Eine staatlich verhängte Ausgangssperre ist ein so weitreichender Eingriff in die Grundrechte, dass – jedenfalls aus Sicht des Verfassers – bereits im März 2020 die Rechtswidrigkeit der getroffenen Regelung evident war. Dass damals die Gerichte die Verordnung nicht „kassiert“, sondern „staatstragend“ entschieden haben, ist einerseits erschreckend andererseits aber auch dem System des vorläufigen Rechtsschutzverfahrens im Verwaltungs- und Verfassungsrecht geschuldet. Dort wird regelmäßig lediglich eine Güterabwägung getroffen, in dem ein Gericht sich mit der Frage befasst, was wäre, wenn die Regelung Bestand hat, sich im Nachhinein aber als rechtswidrig bzw. nichtig erweist oder umgekehrt. Gerade vor dem Hintergrund, dass das System der Coronaschutzverordnungen stets so aufgebaut ist, dass diese zeitlich befristet sind, ein Eingriff also (ungeachtet der praktizierten Möglichkeit der Verlängerung) nur von vorübergehender Natur ist, hatten und haben viele Gerichte ihre Probleme damit sich für die Freiheit und damit gegen die staatlich verordnete „Schutzmaßnahme“ zu entscheiden.
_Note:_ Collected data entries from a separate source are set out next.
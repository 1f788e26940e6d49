// Copyright 2025 Zurich Instruments AG
// SPDX-License-Identifier: Apache-2.0

//! Read-only model of the instruments attached to the controller.

use std::collections::HashSet;
use std::sync::Arc;

use cc_log::debug;
use indexmap::IndexMap;
use serde_json::Value;

use crate::config::{
    CcInstructionConfig, ControlModeConfig, HardwareConfig, InstrumentConfig, SignalConfig,
};
use crate::ir::{GroupIndex, QubitIndex};
use crate::{Cycles, Error, Result};

/// Bit layout contract between the controller and one kind of instrument.
#[derive(Debug, Clone, PartialEq, Eq)]
pub struct ControlMode {
    pub name: String,
    /// Per group, output bits from MSB to LSB. A single bit denotes a mask.
    pub control_bits: Vec<Vec<u32>>,
    pub trigger_bits: Vec<u32>,
    /// Per group, the input bit asserted when the group measures.
    pub result_bits: Option<Vec<u32>>,
}

impl ControlMode {
    /// Number of groups with an own control bit layout.
    pub fn num_groups(&self) -> usize {
        self.control_bits.len()
    }

    /// A control mode with a single layout drives all groups of the instrument
    /// with that same layout (vector mode).
    pub fn is_vector_mode(&self) -> bool {
        self.control_bits.len() == 1
    }
}

#[derive(Debug, Clone)]
pub struct Instrument {
    pub name: String,
    pub slot: u32,
    pub signal_type: String,
    pub control_mode: Arc<ControlMode>,
    /// Qubits served per group.
    pub qubits: Vec<Vec<QubitIndex>>,
    /// Physical latency in ns.
    pub latency: u64,
}

#[derive(Debug, Clone, PartialEq, Eq)]
pub enum InstructionType {
    Readout,
    Other(String),
}

impl From<&str> for InstructionType {
    fn from(s: &str) -> Self {
        match s {
            "readout" => InstructionType::Readout,
            other => InstructionType::Other(other.to_string()),
        }
    }
}

#[derive(Debug, Clone, PartialEq, Eq)]
pub struct SignalTemplate {
    pub signal_type: String,
    pub operand_idx: usize,
    pub value: String,
}

impl SignalTemplate {
    fn from_config(config: &SignalConfig) -> Self {
        let value = match &config.value {
            Value::String(s) => s.clone(),
            other => other.to_string(),
        };
        SignalTemplate {
            signal_type: config.signal_type.clone(),
            operand_idx: config.operand_idx,
            value,
        }
    }

    /// Expand the template placeholders into a literal signal value.
    pub fn expand(
        &self,
        gate_name: &str,
        instrument_name: &str,
        group: GroupIndex,
        qubit: QubitIndex,
    ) -> String {
        self.value
            .replace("{gateName}", gate_name)
            .replace("{instrumentName}", instrument_name)
            .replace("{instrumentGroup}", &group.to_string())
            .replace("{qubit}", &qubit.to_string())
    }
}

#[derive(Debug, Clone, PartialEq, Eq)]
pub struct InstructionDefinition {
    pub name: String,
    pub instruction_type: InstructionType,
    pub signals: Vec<SignalTemplate>,
}

impl InstructionDefinition {
    pub fn is_readout(&self) -> bool {
        self.instruction_type == InstructionType::Readout
    }
}

/// Instrument and group that produce a signal.
#[derive(Debug, Clone, Copy, PartialEq, Eq)]
pub struct SignalInfo {
    /// Position of the instrument in [`Topology::instruments`].
    pub instrument_index: usize,
    pub group: GroupIndex,
}

#[derive(Debug, Clone)]
pub struct Topology {
    cycle_time: u64,
    instruments: Vec<Instrument>,
    instructions: IndexMap<String, InstructionDefinition>,
}

fn validate_control_mode(name: &str, mode: &ControlMode) -> Result<()> {
    if mode.control_bits.is_empty() {
        return Err(Error::configuration(format!(
            "Control mode '{name}' does not define any 'control_bits'"
        )));
    }
    if let Some(group) = mode.control_bits.iter().position(|bits| bits.is_empty()) {
        return Err(Error::configuration(format!(
            "Control mode '{name}' defines no control bits for group {group}"
        )));
    }
    let all_bits = mode
        .control_bits
        .iter()
        .flatten()
        .chain(mode.trigger_bits.iter());
    for bit in all_bits {
        if *bit >= 32 {
            return Err(Error::configuration(format!(
                "Control mode '{name}' uses bit {bit}, which exceeds the 32 bit digital interface"
            )));
        }
    }
    Ok(())
}

fn build_control_mode(name: &str, config: &ControlModeConfig) -> Result<ControlMode> {
    let result_bits = match &config.result_bits {
        Some(groups) => {
            let mut bits = Vec::with_capacity(groups.len());
            for group_bits in groups {
                match group_bits.as_slice() {
                    [bit] if *bit < 32 => bits.push(*bit),
                    _ => {
                        return Err(Error::configuration(format!(
                            "JSON key '{name}/result_bits' must have 1 bit per group"
                        )));
                    }
                }
            }
            Some(bits)
        }
        None => None,
    };
    let mode = ControlMode {
        name: name.to_string(),
        control_bits: config.control_bits.clone(),
        trigger_bits: config.trigger_bits.clone(),
        result_bits,
    };
    validate_control_mode(name, &mode)?;
    Ok(mode)
}

impl Topology {
    pub fn from_config(config: &HardwareConfig) -> Result<Self> {
        if config.cycle_time == 0 {
            return Err(Error::configuration("'cycle_time' must be positive"));
        }
        let backend = &config.eqasm_backend_cc;

        let mut control_modes: IndexMap<&str, Arc<ControlMode>> = IndexMap::new();
        for (name, mode) in &backend.control_modes {
            control_modes.insert(name, Arc::new(build_control_mode(name, mode)?));
        }

        let mut names = HashSet::new();
        let mut slots = HashSet::new();
        let mut instruments = Vec::with_capacity(backend.instruments.len());
        for instrument in &backend.instruments {
            if !names.insert(instrument.name.as_str()) {
                return Err(Error::configuration(format!(
                    "Instrument '{}' is defined more than once",
                    instrument.name
                )));
            }
            if !slots.insert(instrument.controller.slot) {
                return Err(Error::configuration(format!(
                    "Instrument '{}' uses controller slot {}, which is already occupied",
                    instrument.name, instrument.controller.slot
                )));
            }
            instruments.push(Self::build_instrument(config, &control_modes, instrument)?);
        }
        instruments.sort_by_key(|instrument| instrument.slot);

        let mut instructions = IndexMap::new();
        for (name, instruction) in &config.instructions {
            let signals: &[SignalConfig] = match instruction.cc.as_ref() {
                Some(CcInstructionConfig {
                    signal_ref: Some(signal_ref),
                    ..
                }) => backend.signals.get(signal_ref).ok_or_else(|| {
                    Error::configuration(format!(
                        "Error in JSON definition of instruction '{name}': signal_ref '{signal_ref}' does not resolve"
                    ))
                })?,
                Some(CcInstructionConfig {
                    signal: Some(signal),
                    ..
                }) => signal,
                _ => &[],
            };
            instructions.insert(
                name.clone(),
                InstructionDefinition {
                    name: name.clone(),
                    instruction_type: instruction.instruction_type.as_str().into(),
                    signals: signals.iter().map(SignalTemplate::from_config).collect(),
                },
            );
        }

        Ok(Topology {
            cycle_time: config.cycle_time,
            instruments,
            instructions,
        })
    }

    fn build_instrument(
        config: &HardwareConfig,
        control_modes: &IndexMap<&str, Arc<ControlMode>>,
        instrument: &InstrumentConfig,
    ) -> Result<Instrument> {
        let backend = &config.eqasm_backend_cc;
        let definition = backend
            .instrument_definitions
            .get(&instrument.ref_instrument_definition)
            .ok_or_else(|| {
                Error::configuration(format!(
                    "Could not find instrument definition '{}' of instrument '{}' in 'instrument_definitions'",
                    instrument.ref_instrument_definition, instrument.name
                ))
            })?;
        let control_mode = control_modes
            .get(instrument.ref_control_mode.as_str())
            .ok_or_else(|| {
                Error::configuration(format!(
                    "Could not find control mode '{}' of instrument '{}' in 'control_modes'",
                    instrument.ref_control_mode, instrument.name
                ))
            })?;
        debug!(
            "Latency of '{}' in slot {} is {} ns",
            instrument.ref_instrument_definition,
            instrument.controller.slot,
            definition.latency
        );
        Ok(Instrument {
            name: instrument.name.clone(),
            slot: instrument.controller.slot,
            signal_type: instrument.ref_signals_type.clone(),
            control_mode: Arc::clone(control_mode),
            qubits: instrument.qubits.clone(),
            latency: definition.latency,
        })
    }

    pub fn cycle_time(&self) -> u64 {
        self.cycle_time
    }

    /// Convert a duration in ns into controller cycles, rounding up.
    pub fn time_to_cycles(&self, time_ns: u64) -> Cycles {
        time_ns.div_ceil(self.cycle_time)
    }

    /// Instruments in ascending slot order.
    pub fn instruments(&self) -> &[Instrument] {
        &self.instruments
    }

    pub fn instrument(&self, index: usize) -> &Instrument {
        &self.instruments[index]
    }

    pub fn control_mode_for<'i>(&self, instrument: &'i Instrument) -> &'i ControlMode {
        &instrument.control_mode
    }

    pub fn instruction(&self, name: &str) -> Result<&InstructionDefinition> {
        self.instructions.get(name).ok_or_else(|| {
            Error::configuration(format!("JSON file: instruction not found: '{name}'"))
        })
    }

    /// Find the instrument and group providing `signal_type` for `qubit`.
    pub fn resolve_driver(&self, signal_type: &str, qubit: QubitIndex) -> Result<SignalInfo> {
        let mut signal_type_found = false;
        for (instrument_index, instrument) in self.instruments.iter().enumerate() {
            if instrument.signal_type != signal_type {
                continue;
            }
            signal_type_found = true;
            if let Some(group) = instrument
                .qubits
                .iter()
                .position(|qubits| qubits.contains(&qubit))
            {
                debug!(
                    "Qubit {} signal type '{}' driven by instrument '{}' group {}",
                    qubit,
                    signal_type,
                    instrument.name,
                    group
                );
                return Ok(SignalInfo {
                    instrument_index,
                    group,
                });
            }
        }
        if !signal_type_found {
            return Err(Error::configuration(format!(
                "No instruments found providing signal type '{signal_type}'"
            )));
        }
        Err(Error::configuration(format!(
            "No instruments found driving qubit {qubit} for signal type '{signal_type}'"
        )))
    }
}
Für die Antragsteller der dortigen Verfahren ist es eine späte, wenn auch in der Sache unbedeutende Genugtuung. Denn wenn der VGH, so wie hier, nachträglich eine Verordnung für unwirksam erklärt, dann hat eine solche Entscheidung nur noch feststellen Charakter. Aktiver Grundrechtsschutz ist damit nicht gegeben. Der Bürger wird zum Spielball staatlicher Willkür, den, obwohl er in der Sache recht hat, verliert er das Eilverfahren und trägt dafür (zunächst) auch noch die Verfahrenskosten. Hierdurch werden Bürger nicht nur davon abgehalten bei Gericht im Rechtsschutz nachsuchen, denn nicht jeder ist in der Lage auf die Schnelle einige 1.000 € in den Sand zu setzen, sondern er läuft sich in den Mühlen der Justiz langsam tot, ähnlich wie im Märchen der Gebrüder Grimm beim Wettlauf zwischen dem Igel und dem Hasen.
Mit der Entscheidung des VGH ist aber wohl noch nicht das letzte Wort gesprochen, denn wegen der grundsätzlichen Bedeutung der Rechtssache haben die Richter die Revision zum Bundesverwaltungsgericht zugelassen. Die Bayerische Staatsregierung hat sich zwischenzeitlich auch von der Entscheidung wenig beeindruckt dahingehend geäußert, dass sie auch diesen Weg beschreiten wird. Von Einsicht und Bedauern also keine Spur.